=== Assignment ===
All of the entries below need to be repeated exactly.

=== Records supplied ===
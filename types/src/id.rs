//! Voting identifiers.

use serde::{Deserialize, Serialize};
use std::fmt;

/// Sequential identifier assigned to a voting at creation, starting at 0.
#[derive(Clone, Copy, Debug, PartialEq, Eq, PartialOrd, Ord, Hash, Serialize, Deserialize)]
pub struct VotingId(u64);

impl VotingId {
    pub const FIRST: Self = Self(0);

    pub fn new(id: u64) -> Self {
        Self(id)
    }

    pub fn as_u64(&self) -> u64 {
        self.0
    }

    /// The identifier that follows this one, or `None` on overflow.
    pub fn next(&self) -> Option<Self> {
        self.0.checked_add(1).map(Self)
    }

    /// Big-endian key bytes, so that byte order matches creation order.
    pub fn to_key(&self) -> [u8; 8] {
        self.0.to_be_bytes()
    }

    pub fn from_key(bytes: [u8; 8]) -> Self {
        Self(u64::from_be_bytes(bytes))
    }
}

impl fmt::Display for VotingId {
    fn fmt(&self, f: &mut fmt::Formatter<'_>) -> fmt::Result {
        write!(f, "{}", self.0)
    }
}

impl From<u64> for VotingId {
    fn from(id: u64) -> Self {
        Self(id)
    }
}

=== Written answer ===
filename types/src/id.rs
//! Voting identifiers.

use serde::{Deserialize, Serialize};
use std::fmt;

/// Sequential identifier assigned to a voting at creation, starting at 0.
#[derive(Clone, Copy, Debug, PartialEq, Eq, PartialOrd, Ord, Hash, Serialize, Deserialize)]
pub struct VotingId(u64);

impl VotingId {
    pub const FIRST: Self = Self(0);

    pub fn new(id: u64) -> Self {
        Self(id)
    }

    pub fn as_u64(&self) -> u64 {
        self.0
    }

    /// The identifier that follows this one, or `None` on overflow.
    pub fn next(&self) -> Option<Self> {
        self.0.checked_add(1).map(Self)
    }

    /// Big-endian key bytes, so that byte order matches creation order.
    pub fn to_key(&self) -> [u8; 8] {
        self.0.to_be_bytes()
    }

    pub fn from_key(bytes: [u8; 8]) -> Self {
        Self(u64::from_be_bytes(bytes))
    }
}

impl fmt::Display for VotingId {
    fn fmt(&self, f: &mut fmt::Formatter<'_>) -> fmt::Result {
        write!(f, "{}", self.0)
    }
}

impl From<u64> for VotingId {
    fn from(id: u64) -> Self {
        Self(id)
    }
}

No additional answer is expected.